Helm Chart Unit Testing

I really like to add some unit tests when creating Helm Charts, especially when the number of conditional statements increases the complexity grows. So IMHO, it’s crucial to have a safety net to protect your future self from making any mistakes.

You already have helm lint and tools like helm/chart-testing, which are valuable tools when developing Helm Charts. However, they don’t cover all the aspects of a chart, and testing all the conditionals is quite tricky and convoluted.

To my surprise, I couldn’t find a lot of existing projects who try to solve unit testing for Helm Charts. And to be honest, none of the existing solutions were viable alternatives that satisfied me, so I’ve set up a test suite using MiniTest Ruby Test framework instead.

Without the actual tests, the boilerplate code is less than a hundred lines of code, which makes our lives easier. In three easy steps, I’ll walk you through how you will be able to use the same setup yourself.

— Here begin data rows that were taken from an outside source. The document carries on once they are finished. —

impl Sim {
    fn new() -> Self {
        let dir = TempDir::new().unwrap();
        let settings = Settings {
            output_dir: dir.path().join("snapshots"),
            retry: RetryPolicy::new(2).with_delay(1),
            timeouts: Timeouts {
                element_ms: 40,
                popup_ms: 20,
                confirm_ms: 40,
                save_ms: 40,
                poll_interval_ms: 2,
            },
            settle: SettleTimes::none(),
            ..Settings::default()
        };
        let sim = Self {
            driver: MockDriver::new(),
            page: settings.page.clone(),
            settings,
            state: Arc::new(Mutex::new(SimState::default())),
            _dir: dir,
        };
        sim.login_pages();
        sim.quotation_pages();
        sim.edit_dialog();
        sim
    }

    fn login_pages(&self) {
        let page = self.page.clone();
        self.driver.with_page(|p| {
            p.insert(&page.language_link, MockElement::new());
            p.insert(&page.login_title, MockElement::new().with_text("欢迎渠道用户登录"));
            p.insert(&page.internal_user_tab, MockElement::new());
            p.insert(&page.login_submit, MockElement::new());
        });

        let (title, text) = (page.login_title.clone(), page.login_title_text.clone());
        self.driver.on_click(&page.language_link, move |p| {
            p.insert(&title, MockElement::new().with_text(text.clone()));
        });
        let (user, password) = (page.username.clone(), page.password.clone());
        self.driver.on_click(&page.internal_user_tab, move |p| {
            p.insert(&user, MockElement::new());
            p.insert(&password, MockElement::new());
        });
        let menu = page.quotation_menu.clone();
        self.driver.on_click(&page.login_submit, move |p| {
            p.insert(&menu, MockElement::new());
        });
    }

    fn quotation_pages(&self) {
        let page = self.page.clone();
        let new_quotation = page.new_quotation.clone();
        self.driver.on_click(&page.quotation_menu, move |p| {
            p.insert(&new_quotation, MockElement::new());
        });
        let header: Vec<Selector> = vec![
            page.quotation_name.clone(),
            page.country_dropdown.clone(),
            page.eccn_yes.clone(),
            page.eccn_no.clone(),
            page.save_quotation.clone(),
        ];
        self.driver.on_click(&page.new_quotation, move |p| {
            for selector in &header {
                p.insert(selector, MockElement::new());
            }
        });
        let option = page.country_option("Chile");
        self.driver.on_click(&page.country_dropdown, move |p| {
            p.insert(&option, MockElement::new().with_text("Chile"));
        });
        let tab = page.configuration_tab.clone();
        self.driver.on_click(&page.save_quotation, move |p| {
            p.insert(&tab, MockElement::new());
        });
        let list: Vec<Selector> = vec![
            page.standard_tab.clone(),
            page.parts_tab.clone(),
            page.search_input.clone(),
            page.search_button.clone(),
            page.add_button.clone(),
            page.ok_button.clone(),
        ];
        self.driver.on_click(&page.configuration_tab, move |p| {
            for selector in &list {
                p.insert(selector, MockElement::new());
            }
        });
    }

    /// Record what is typed into the edit dialog
    fn edit_dialog(&self) {
        let page = self.page.clone();
        let state = Arc::clone(&self.state);
        self.driver
            .on(MockAction::Type, &page.config_name_input, move |_, event| {
                state.lock().unwrap().typed_name = event.value.clone().unwrap_or_default();
            });
        let state = Arc::clone(&self.state);
        self.driver
            .on(MockAction::Type, &page.sets_input, move |_, event| {
                state.lock().unwrap().typed_sets = event.value.clone().unwrap_or_default();
            });
    }

    /// Put `items` in the catalog; OK after an add inserts their rows
    fn catalog(&self, items: &[(&str, CatalogItem)]) {
        let page = self.page.clone();
        let catalog: HashMap<String, CatalogItem> = items
            .iter()
            .map(|(name, item)| ((*name).to_string(), item.clone()))
            .collect();

        for (name, item) in items {
            let checkbox = page.result_checkbox(name);
            self.driver.with_page(|p| {
                p.insert(&page.result_row(name), MockElement::new());
                p.insert(&page.result_code_cell(name), MockElement::new().with_text(&item.code));
                p.insert(&checkbox, MockElement::new());
            });
            let state = Arc::clone(&self.state);
            let product = (*name).to_string();
            self.driver.on_click(&checkbox, move |_| {
                state.lock().unwrap().checked = Some(product.clone());
            });

            let edits: Vec<Selector> = if item.code.is_empty() {
                item.new_rows.iter().map(|row| page.edit_by_config(row)).collect()
            } else {
                vec![page.edit_by_code(&item.code)]
            };
            for edit in edits {
                let (name_input, sets_input) =
                    (page.config_name_input.clone(), page.sets_input.clone());
                self.driver.on_click(&edit, move |p| {
                    p.insert(&name_input, MockElement::new());
                    p.insert(&sets_input, MockElement::new());
                });
            }
        }

        let state = Arc::clone(&self.state);
        let hook_page = page.clone();
        self.driver.on_click(&page.ok_button, move |p| {
            let mut state = state.lock().unwrap();
            if let Some(product) = state.checked.take() {
                let item = &catalog[&product];
                for row in &item.new_rows {
                    p.push(
                        &hook_page.config_rows,
                        MockElement::new().with_attr("configname", row),
                    );
                }
                if item.code.is_empty() {
                    for row in &item.new_rows {
                        p.insert(&hook_page.edit_by_config(row), MockElement::new());
                    }
                } else {
                    p.insert(&hook_page.edit_by_code(&item.code), MockElement::new());
                }
            } else {
                let edit = (state.typed_name.clone(), state.typed_sets.clone());
                state.edits.push(edit);
                p.remove(&hook_page.config_name_input);
                p.remove(&hook_page.sets_input);
            }
        });
    }

    /// Detail view of `product` reached through component node `node_key`
    fn detail_view(&self, product: &str, node_key: &str) {
        let page = self.page.clone();
        let link = page.detail_link(product);
        let node = page.component_node(node_key);
        self.driver.with_page(|p| p.insert(&link, MockElement::new()));
        let node_for_link = node.clone();
        self.driver.on_click(&link, move |p| {
            p.insert(&node_for_link, MockElement::new());
        });
        let detail: Vec<Selector> = vec![
            page.accessory_page_marker.clone(),
            page.expand_all.clone(),
            page.save_config.clone(),
            page.back_list.clone(),
        ];
        self.driver.on_click(&node, move |p| {
            for selector in &detail {
                p.insert(selector, MockElement::new());
            }
        });
    }

    /// Accessory row with a quantity menu offering `options`
    fn accessory_with_menu(&self, name: &str, row_id: &str, options: &[&str]) {
        let page = &self.page;
        let row = page.accessory_row(name);
        let by_id = page.row_by_id(row_id);
        let cell = page.quantity_cell(row_id);
        self.driver.with_page(|p| {
            p.insert(&row, MockElement::new().with_attr("id", row_id));
            p.insert(&by_id, MockElement::new().with_attr("class", "item_tr"));
            p.insert(&cell, MockElement::new());
        });

        let by_id_hook = by_id.clone();
        let all = page.popup_options.clone();
        let labels: Vec<(Selector, String)> = options
            .iter()
            .map(|label| (page.popup_option(label), (*label).to_string()))
            .collect();
        let menu = labels.clone();
        self.driver.on_click(&cell, move |p| {
            p.add_class(&by_id_hook, "editing");
            for (option, label) in &menu {
                p.insert(option, MockElement::new().with_text(label.clone()));
                p.push(&all, MockElement::new().with_text(label.clone()));
            }
        });
        for (option, _) in labels {
            let by_id_hook = by_id.clone();
            self.driver.on_click(&option, move |p| p.add_class(&by_id_hook, "selected"));
        }
    }

    async fn run(&self, order: &str) -> (quoteflow::RunReport, Arc<RecordingSink>) {
        let recorder = Arc::new(RecordingSink::new());
        let ctx = RunContext::new(recorder.clone());
        let config = parse(order);
        let credentials = Credentials::new("alice", "secret");
        let report = run_session(&self.driver, &self.settings, &ctx, &config, &credentials).await;
        (report, recorder)
    }

    fn snapshots(&self) -> Vec<String> {
        std::fs::read_dir(&self.settings.output_dir)
            .map(|entries| {
                entries
                    .filter_map(Result::ok)
                    .map(|e| e.file_name().to_string_lossy().into_owned())
                    .collect()
            })
            .unwrap_or_default()
    }
}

TL;DR: Check out the test_helper.rb and web_spec.rb in the niels-s/helm-chart-unit-test-example repository.

The Chart Class

The below snippet shows the meat of the Chart class created to abstract away the necessities to gather input values for the Helm chart and to execute the helm template command. It will capture and parse the command’s output to quickly lookup Kubernetes resources to compare them in our unit tests.

 1
 2
 3
 4
 5
 6
 7
 8
 9
10
11
12
13
14
15
16
17
18
19
20
21
22
23
24
25
26
27
28
29
30
31
32
33
34
35
36
37
38
class Chart
  ...

  def execute_helm_template!
    file = Tempfile.new(name)
    file.write(JSON.parse(values.to_json).to_yaml)
    file.close

    begin
      command = "helm template '#{name}' '#{path}' --namespace='default' --values='#{file.path}'"
      stdout, stderr, status = Open3.capture3(command)

      raise HelmCompileError, stderr if status != 0

      stdout
    ensure
      file.unlink
    end
  end

  def parsed_resources
    @parsed_resources ||= begin
      output = execute_helm_template!
      puts output if ENV.fetch('DEBUG', 'false') == 'true'
      YAML.load_stream(output)
    end
  end

  def resources(matcher = nil)
    return parsed_resources unless matcher

    parsed_resources.select do |r|
      r >= Hash[matcher.map { |k, v| [k.to_s, v] }]
    end
  end

  ...
end

Extending MiniTest::Spec

Besides the Chart class, I’ve also extended the MiniTest::Spec class to make it easier to interact directly with the “subject” chart. A convenience helper is the jq method, which uses jq to look up specific values using a JSON path query.

 1
 2
 3
 4
 5
 6
 7
 8
 9
10
11
12
13
14
15
16
17
module Minitest
  class Spec
    before { chart.reset! }

    def chart
      subject
    end

    def resource(name)
      chart.resources(kind: name).first
    end

    def jq(matcher, object)
      value(object.jq(matcher)[0])
    end
  end
end

Writing a first test

1
2
3
4
5
6
7
8
9
describe Chart.new('charts/web') do
  describe 'pod replicas' do
    it 'configures 3 replicas' do
      chart.value(replicaCount: 3)

      jq('.spec.replicas', resource('Deployment')).must_equal 3
    end
  end
end

We start the test by first defining which Helm Chart we are testing. In this case, we are testing a simple web chart, see line 1.

In our tests, we can refer to the chart object, which gives us the option to define custom values. As you can see in the replica’s test where we define a custom replicaCount of three on line 4.

And on line 6, we use the jq helper to retrieve the replicas field from the Deployment resource to validate the custom replica count in configured. Calling the resource method will implicitly trigger the helm template action to be performed with the configured values.

Complete example

For a complete example, I’ve set up an example repository, including the chart/web I refer to above and some more unit tests. Have a look at niels-s/helm-chart-unit-test-example.

And let’s give credit where credit’s due to my former colleague Jean Mertz who started with this idea in the first place.